Chuck’s even worse than that in real life. Run away!
Love, C.
You are one of my top three favourite current sf authors, the other two are Robert Charles Wilson (try Darwinia) and Paul McAuley (try The Quiet War). I have also enjoyed Jo Watson’s Farthing, and of course it’s always worth reading Dozis’ year’s best SF. For non fiction I would recomend Jared Diamond, and Luigi Cavalli-Sforza
Phil
. . . And if you're at all into Earth history, I strongly recommend Andrew H. Knoll's Life on a Young Planet: The First Three Billion Years of Evolution on Earth. It's a wonderful book. He's a major researcher in the field, and he can really write.
I also really liked Supercontinent by Ted Nield. It's so nice to know what Pangaea looked like. The discussion of Snowball Earth in the final chapter is a real page-turner. Nield is the Science & Communications Officer of the Geological Society of London, and he can write.
RANT!. . . read RANT, by chuck palahniuk.
and if you’ve never read Watchmen. . . there’s always that.
Patrick O’ Brian. And when you finish all twenty and read the fragment that is twenty-one, you can start all over again and discover different joys and pleasures.
Mother Nature by Sarah Blaffer Hrdy… the only book to ever help me truly understand that greatest of all mysteries: “how a woman thinks”
Warning: “NOT” light reading
The Testament of Gideon Mack,, by James Robertson, about a Scottish minister (who has no religious beliefs) who may or may not have met the Devil. Stunning.
It’s not new but One Fine Day in the Middle of the Night by Christopher Brookmyre.
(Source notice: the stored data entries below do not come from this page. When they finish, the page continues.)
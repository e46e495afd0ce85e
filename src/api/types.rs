use serde::{Deserialize, Serialize};

use crate::db::{Movie, User, UserStatus};

#[derive(Debug, Clone, Deserialize)]
pub struct RegisterRequest {
    pub username: String,
    pub email: String,
    pub password: String,
}

#[derive(Debug, Clone, Serialize)]
pub struct RegisterResponse {
    pub id: i64,
    pub username: String,
    pub email: String,
}

#[derive(Debug, Clone, Deserialize)]
pub struct LoginRequest {
    #[serde(default)]
    pub email: String,
    #[serde(default)]
    pub password: String,
}

#[derive(Debug, Clone, Deserialize)]
#[serde(rename_all = "camelCase")]
pub struct GoogleLoginRequest {
    pub google_token: String,
}

#[derive(Debug, Clone, Serialize)]
pub struct TokenResponse {
    pub access_token: String,
}

#[derive(Debug, Clone, Serialize)]
pub struct ProfileResponse {
    pub id: i64,
    pub username: String,
    pub email: String,
    pub photo: String,
    pub status: UserStatus,
}

impl From<&User> for ProfileResponse {
    fn from(user: &User) -> Self {
        Self {
            id: user.id,
            username: user.username.clone(),
            email: user.email.clone(),
            photo: user.photo.clone(),
            status: user.status,
        }
    }
}

#[derive(Debug, Clone, Deserialize)]
pub struct UpdateProfileRequest {
    #[serde(default)]
    pub username: Option<String>,
    #[serde(default)]
    pub photo: Option<String>,
}

/// Movie as served to clients: genres decoded from their stored JSON text.
#[derive(Debug, Clone, Serialize)]
pub struct MovieDto {
    pub id: i64,
    pub title: String,
    pub description: Option<String>,
    pub posterfilm: Option<String>,
    pub trailer: Option<String>,
    pub release_date: Option<String>,
    pub genres: Vec<String>,
    pub vote_average: Option<f64>,
    pub popularity: Option<f64>,
    pub language: Option<String>,
    #[serde(rename = "voteCount")]
    pub vote_count: Option<i64>,
}

impl From<&Movie> for MovieDto {
    fn from(movie: &Movie) -> Self {
        Self {
            id: movie.id,
            title: movie.title.clone(),
            description: movie.description.clone(),
            posterfilm: movie.posterfilm.clone(),
            trailer: movie.trailer.clone(),
            release_date: movie.release_date.clone(),
            genres: movie.genre_list(),
            vote_average: movie.vote_average,
            popularity: movie.popularity,
            language: movie.language.clone(),
            vote_count: movie.vote_count,
        }
    }
}

#[derive(Debug, Clone, Serialize)]
pub struct GenreCount {
    pub genre: String,
    pub count: usize,
}

#[derive(Debug, Clone, Deserialize)]
#[serde(rename_all = "camelCase")]
pub struct AddWatchlistRequest {
    #[serde(default)]
    pub movie_id: Option<i64>,
}

#[derive(Debug, Clone, Serialize)]
pub struct MessageResponse {
    pub message: String,
}

#[derive(Debug, Clone, Serialize)]
pub struct InitiatePaymentResponse {
    #[serde(rename = "transactionToken")]
    pub transaction_token: String,
    #[serde(rename = "orderId")]
    pub order_id: String,
    pub message: String,
}

#[derive(Debug, Clone, Deserialize)]
#[serde(rename_all = "camelCase")]
pub struct UpgradeRequest {
    #[serde(default)]
    pub order_id: Option<String>,
}

#[derive(Debug, Clone, Serialize)]
pub struct RecommendationResponse {
    pub recommendations: String,
    pub movies: Vec<MovieDto>,
}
It starts off with a lesson in why if you are putting together a gang of heavily armed thugs without much preparation, it’s still a bad idea to hire both pIRA and Unionist thugs (At hte very least, you want to keep them away from the rocket launchers).
He doesn’t currently have a US publisher but I think he did for that one.
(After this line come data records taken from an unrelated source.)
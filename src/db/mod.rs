pub mod model;
pub mod repo;
pub mod sqlite;

pub use model::*;
pub use repo::*;
pub use sqlite::SqliteRepository;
Oh, and also Matt Ruff’s outstanding Bad Monkeys (his Sewer, Gas and Electric was also great) and, although a little overdone in places, Stephen Hall’s inventive and affecting The Raw Shark Texts.
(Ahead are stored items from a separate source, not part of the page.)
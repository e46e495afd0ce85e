pub mod midtrans;
pub mod upgrade;

pub use midtrans::MidtransGateway;
pub use upgrade::{reconcile_upgrade, UpgradeError};

use async_trait::async_trait;
use chrono::Utc;
use serde::{Deserialize, Serialize};

/// Fixed price of the premium plan, in the smallest currency unit.
pub const PREMIUM_AMOUNT: i64 = 50000;

#[derive(Debug, Clone, Serialize)]
pub struct CustomerDetails {
    pub first_name: String,
    pub email: String,
}

/// Client-side payment token returned by the provider's Snap API.
#[derive(Debug, Clone, Deserialize)]
pub struct SnapToken {
    pub token: String,
}

/// Provider view of one transaction, as returned by the status endpoint.
#[derive(Debug, Clone, Deserialize)]
pub struct TransactionStatus {
    #[serde(default)]
    pub transaction_status: String,
    #[serde(default)]
    pub status_code: String,
}

impl TransactionStatus {
    /// Whether the provider reports the funds as successfully charged.
    /// Card payments report `capture`; other channels report `settlement`.
    pub fn is_captured(&self) -> bool {
        self.status_code == "200"
            && (self.transaction_status == "capture" || self.transaction_status == "settlement")
    }
}

#[derive(Debug, thiserror::Error)]
pub enum GatewayError {
    #[error("Payment provider request failed: {0}")]
    Http(#[from] reqwest::Error),
    #[error("Payment provider rejected the request ({status}): {message}")]
    Rejected { status: u16, message: String },
}

#[async_trait]
pub trait PaymentGateway: Send + Sync {
    /// Requests a client payment token for a new order.
    async fn create_transaction(
        &self,
        order_id: &str,
        amount: i64,
        customer: &CustomerDetails,
    ) -> Result<SnapToken, GatewayError>;

    /// Looks up the provider-side status of an order.
    async fn transaction_status(&self, order_id: &str) -> Result<TransactionStatus, GatewayError>;
}

/// Order ids are unique per request: owner id plus issue time in millis.
pub fn new_order_id(user_id: i64) -> String {
    format!("ORDER-{}-{}", user_id, Utc::now().timestamp_millis())
}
I second the The Name of the Wind, Patrick Rothfuss. Reminds me of Robin Hobb but less meandering.
If you want to read a hard boiled detective novel James Crumley’s Dancing Bear is terrific.
You might take a look at ‘The Plausibility of Life’ by Marc W. Kirschner and John C. Gerhart. The title is somewhat misleading as it’s actually a popular-science title about how genomes evolve for robust and generative modularity, and how this enables random mutations to at least *potentially* result in detrimental, useful, or neutral novel features rather than just a completely non-viable organism.
It’s completely outside my field (software development), yet I found it engaging and approachable, and it suggested to me some interesting ideas about technological contingency and robust software market ecologies.
Another book you might find interesting is ‘IBM and the Holocaust’ by Edwin Black. A fascinating look at the banality of corporate evil.
Do you read Graphic Novels? If so, have you seen Scott McCloud’s ‘Understanding Comics’ (it is a non-fiction examination of the comic as a medium, in comic form)? I can recommend it very highly.